A chapter in the book The French Letter

The Eurostar to England

by tfawcus




Background
Charles and Helen have been investigating the mystery of the French letter, but circumstances are changing and a rift has come between them.
from Chapter 35

Three hours later I was roaring through the Picardy countryside on the Eurostar express, my face pressed to the window, and my thoughts, like the wheels of the train, turning along the preordained lines of my prejudices. We were due to arrive at St. Pancras station around 4 p.m., just in time for the London rush hour.

Chapter 36

There is no turning back on the path of iron. One rushes through the landscape in madcap motion, borne by grappled and grinding wheels, locked on parallel lines, inevitably impelled. No deviation, no escape, no matter how maudlin the machinations of the mind. The heart goes clickety-clack, clickety-clack, driving the throbbing pulse of humors; rust encrusted blood, bile, black as night, yellow as the lick of a London fog, and phlegm. Each one striving for ascendency. Life's Chemin de Fer, its deadly game of chance. Nine temperaments, one life to rule them all. Should I stick on the mediocrity of five, I mused, or draw a third card for the chance of a Baccarat?

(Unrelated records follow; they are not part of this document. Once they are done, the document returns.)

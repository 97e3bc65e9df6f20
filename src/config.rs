//! Configuration for reading and resampling.
//!
//! Provides the option structures accepted by the reader and the
//! resampler, with defaults matching the KorEXO export conventions
//! and validation for caller supplied values.

use crate::constants::{DEFAULT_ENCODING, DEFAULT_STEP, DEFAULT_STEP_PRECISION};
use crate::error::{KorexoError, Result};
use serde::{Deserialize, Serialize};
use std::fmt;
use std::str::FromStr;
use tracing::debug;

/// How the leading date column is interpreted
#[derive(Debug, Clone, PartialEq, Eq, Serialize, Deserialize, Default)]
pub enum DateFormat {
    /// Derive the format from the unit annotation in the `Date (...)` label
    #[default]
    Auto,
    /// A chrono `strftime` pattern such as `%d/%m/%Y`
    Explicit(String),
}

impl FromStr for DateFormat {
    type Err = KorexoError;

    fn from_str(s: &str) -> Result<Self> {
        let s = s.trim();
        if s.is_empty() {
            return Err(KorexoError::Configuration {
                message: "date format must not be empty".to_string(),
            });
        }
        if s.eq_ignore_ascii_case("auto") {
            Ok(DateFormat::Auto)
        } else {
            Ok(DateFormat::Explicit(s.to_string()))
        }
    }
}

impl fmt::Display for DateFormat {
    fn fmt(&self, f: &mut fmt::Formatter<'_>) -> fmt::Result {
        match self {
            DateFormat::Auto => write!(f, "auto"),
            DateFormat::Explicit(pattern) => write!(f, "{}", pattern),
        }
    }
}

/// Options for reading a KorEXO export
#[derive(Debug, Clone, Serialize, Deserialize)]
pub struct ReadOptions {
    /// WHATWG encoding label (e.g. `utf-16`, `utf-8`, `windows-1252`)
    pub encoding: String,

    /// Convert the date column to calendar dates
    pub parse_dates: bool,

    /// Date format used when `parse_dates` is set
    pub date_format: DateFormat,
}

impl Default for ReadOptions {
    fn default() -> Self {
        Self {
            encoding: DEFAULT_ENCODING.to_string(),
            parse_dates: true,
            date_format: DateFormat::Auto,
        }
    }
}

impl ReadOptions {
    pub fn with_encoding(mut self, encoding: impl Into<String>) -> Self {
        self.encoding = encoding.into();
        self
    }

    pub fn with_date_format(mut self, date_format: DateFormat) -> Self {
        self.date_format = date_format;
        self
    }

    pub fn with_parse_dates(mut self, parse_dates: bool) -> Self {
        self.parse_dates = parse_dates;
        self
    }
}

/// Options for regular grid resampling
#[derive(Debug, Clone, Serialize, Deserialize)]
pub struct ResampleOptions {
    /// Grid spacing in index units
    pub step: f64,

    /// Decimal places used when aligning the grid bounds to the step lattice
    pub precision: i32,
}

impl Default for ResampleOptions {
    fn default() -> Self {
        Self {
            step: DEFAULT_STEP,
            precision: DEFAULT_STEP_PRECISION,
        }
    }
}

impl ResampleOptions {
    pub fn new(step: f64, precision: i32) -> Self {
        Self { step, precision }
    }

    /// Validate the step and precision
    pub fn validate(&self) -> Result<()> {
        if !self.step.is_finite() || self.step <= 0.0 {
            return Err(KorexoError::invalid_resample(format!(
                "step must be a positive finite number, got {}",
                self.step
            )));
        }

        // f64 carries roughly 15 significant decimal digits
        if !(0..=15).contains(&self.precision) {
            return Err(KorexoError::invalid_resample(format!(
                "precision must be between 0 and 15, got {}",
                self.precision
            )));
        }

        debug!(
            "Resample options validated: step={}, precision={}",
            self.step, self.precision
        );
        Ok(())
    }
}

How I began to regret my reaction to the news of Helen's bisexuality. Maybe her flirtation with me had merely been an attempt to assuage her conscience. She might well have been using me to sublimate a sin she had been schooled to view as unnatural. Was my ego so fragile that I could not bear the thought of being used in this way? The copper pot on the stove is more honoured by boiling broth than by hanging from its hook over the range, an onlooker in life's kitchen.

Clickety-clack, clickety clack, and the lick of a London fog, a maudlin seep of thoughts going round, and round, and round.

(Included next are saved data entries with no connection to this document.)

//! End-to-end tests for canonical tables and profile resampling

mod common;

use common::utf16_cast;
use korexo_profile::{
    CustomMapping, KorexoError, ResampleOptions, map_columns, map_columns_with, parse, resample,
};
use polars::prelude::*;
use std::collections::HashMap;

fn floats(df: &DataFrame, name: &str) -> Vec<Option<f64>> {
    df.column(name)
        .unwrap()
        .as_materialized_series()
        .f64()
        .unwrap()
        .into_iter()
        .collect()
}

fn assert_close(actual: Option<f64>, expected: Option<f64>) {
    match (actual, expected) {
        (Some(a), Some(e)) => assert!((a - e).abs() < 1e-9, "{} != {}", a, e),
        (a, e) => assert_eq!(a, e),
    }
}

#[test]
fn test_map_columns_on_parsed_cast() {
    let file = utf16_cast();
    let record = parse(file.path()).unwrap();
    let table = map_columns(&record.datasets).unwrap();

    let names: Vec<&str> = table.get_column_names().iter().map(|n| n.as_str()).collect();
    assert_eq!(
        names,
        [
            "datetime",
            "date",
            "time",
            "time_sec",
            "site",
            "cond",
            "water_depth",
            "temp",
            "ph",
            "NA"
        ]
    );
    assert_eq!(table.height(), 5);
    assert!(matches!(
        table.column("datetime").unwrap().dtype(),
        DataType::Datetime(_, _)
    ));
}

#[test]
fn test_custom_mapping() {
    let file = utf16_cast();
    let record = parse(file.path()).unwrap();

    let names: HashMap<String, String> = [
        ("Date (MM/DD/YYYY)", "date"),
        ("Time (HH:mm:ss)", "time"),
        ("Depth m", "depth"),
        ("Temp °C", "temperature"),
    ]
    .into_iter()
    .map(|(k, v)| (k.to_string(), v.to_string()))
    .collect();
    let mapping = CustomMapping::new(names).with_fallback("other");
    let table = map_columns_with(&record.datasets, &mapping).unwrap();

    let names: Vec<&str> = table.get_column_names().iter().map(|n| n.as_str()).collect();
    assert_eq!(names, ["datetime", "date", "time", "other", "depth", "temperature"]);
}

#[test]
fn test_resample_cast_on_depth() {
    let file = utf16_cast();
    let record = parse(file.path()).unwrap();
    let table = map_columns(&record.datasets).unwrap();

    let profile = resample(&table, "water_depth", &ResampleOptions::new(0.5, 5)).unwrap();

    let names: Vec<&str> = profile.get_column_names().iter().map(|n| n.as_str()).collect();
    assert_eq!(names[0], "water_depth");
    for dropped in ["datetime", "date", "time", "site"] {
        assert!(!names.contains(&dropped), "{} should be dropped", dropped);
    }

    assert_eq!(
        floats(&profile, "water_depth"),
        [Some(0.0), Some(0.5), Some(1.0), Some(1.5), Some(2.0), Some(2.5)]
    );

    // the two readings at 1.0 m are averaged
    let expected = [None, Some(13.1), Some(12.9), Some(12.7), Some(12.6), None];
    for (actual, expected) in floats(&profile, "temp").into_iter().zip(expected) {
        assert_close(actual, expected);
    }

    let turbidity = floats(&profile, "NA");
    assert_close(turbidity[2], Some(1.3));
}

#[test]
fn test_resample_recovers_lattice_values() {
    // depths already on the 0.05 lattice, value = depth squared
    let depths: Vec<f64> = (10..=40).map(|i| i as f64 / 20.0).collect();
    let values: Vec<f64> = depths.iter().map(|d| d * d).collect();
    let df = df!("water_depth" => &depths, "value" => &values).unwrap();

    let profile = resample(&df, "water_depth", &ResampleOptions::default()).unwrap();
    let grid = floats(&profile, "water_depth");
    let resampled = floats(&profile, "value");

    for pair in grid.windows(2) {
        let gap = pair[1].unwrap() - pair[0].unwrap();
        assert!((gap - 0.05).abs() < 1e-9, "uneven spacing {}", gap);
    }

    for (g, v) in grid.iter().zip(&resampled) {
        let g = g.unwrap();
        if g > 0.5 + 1e-9 && g < 2.0 - 1e-9 {
            let v = v.expect("grid point inside the observed range");
            assert!((v - g * g).abs() < 1e-6, "at {}: {} vs {}", g, v, g * g);
        } else if g < 0.5 - 1e-9 || g > 2.0 + 1e-9 {
            assert!(v.is_none(), "at {}: expected null", g);
        }
    }
}

#[test]
fn test_resample_rejects_unknown_index() {
    let file = utf16_cast();
    let record = parse(file.path()).unwrap();
    let table = map_columns(&record.datasets).unwrap();

    match resample(&table, "vert_pos", &ResampleOptions::default()) {
        Err(KorexoError::MissingColumn { name }) => assert_eq!(name, "vert_pos"),
        other => panic!("Expected missing column, got {:?}", other.is_ok()),
    }
}

#[test]
fn test_resample_rejects_text_index() {
    let file = utf16_cast();
    let record = parse(file.path()).unwrap();
    let table = map_columns(&record.datasets).unwrap();

    let result = resample(&table, "site", &ResampleOptions::default());
    assert!(matches!(result, Err(KorexoError::InvalidResample { .. })));
}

With a sinuous sway, the train raced past long straight roads, poplar lined, erect and pencil thin, grey-green against the swathes of ripening corn. They suggested columns of marching soldiers, and memories of the Somme. I watched the poppies nod and nudge against the scars of long forsaken trenches. How far, I wondered, would Madame Durand drag Helen down among poppies of a different kind, bleeding sap and the sticky sweetness of lingering death? I dwelt on this and dozed, falling in and out of sleep, haunted by foul imaginings borne on nightmare's foetid breath.

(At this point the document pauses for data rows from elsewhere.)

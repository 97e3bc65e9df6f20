use clap::Parser;
use korexo_profile::cli::{self, Args};
use std::process;

fn main() {
    let args = Args::parse();
    cli::setup_logging(&args);

    if let Err(error) = cli::run(args) {
        eprintln!("Error: {:#}", error);
        process::exit(1);
    }
}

Awakened now, I registered the recent arrival of a fellow passenger, slumped down opposite me, belching garlic breath and over-ripened cheese.

"Salut, mon frère - ça va?" he said, with a broad and vacuous grin. "Allez. Très bien!" He stretched across and proffered a piece of baguette, smeared with a crawling ooze of brie, into which he had pressed a small white onion that bore an uncanny resemblance to the eye of a dead man.

I declined and closed my eyes once more.

Again, the dreams took hold. This time they were of Helen, festering in a Bangkok jail, pale with pleading eyes and arms stretched out in supplication. My hands were being thrust aside by Jeanne, whose thin lips sneered as she mocked and jangled keys.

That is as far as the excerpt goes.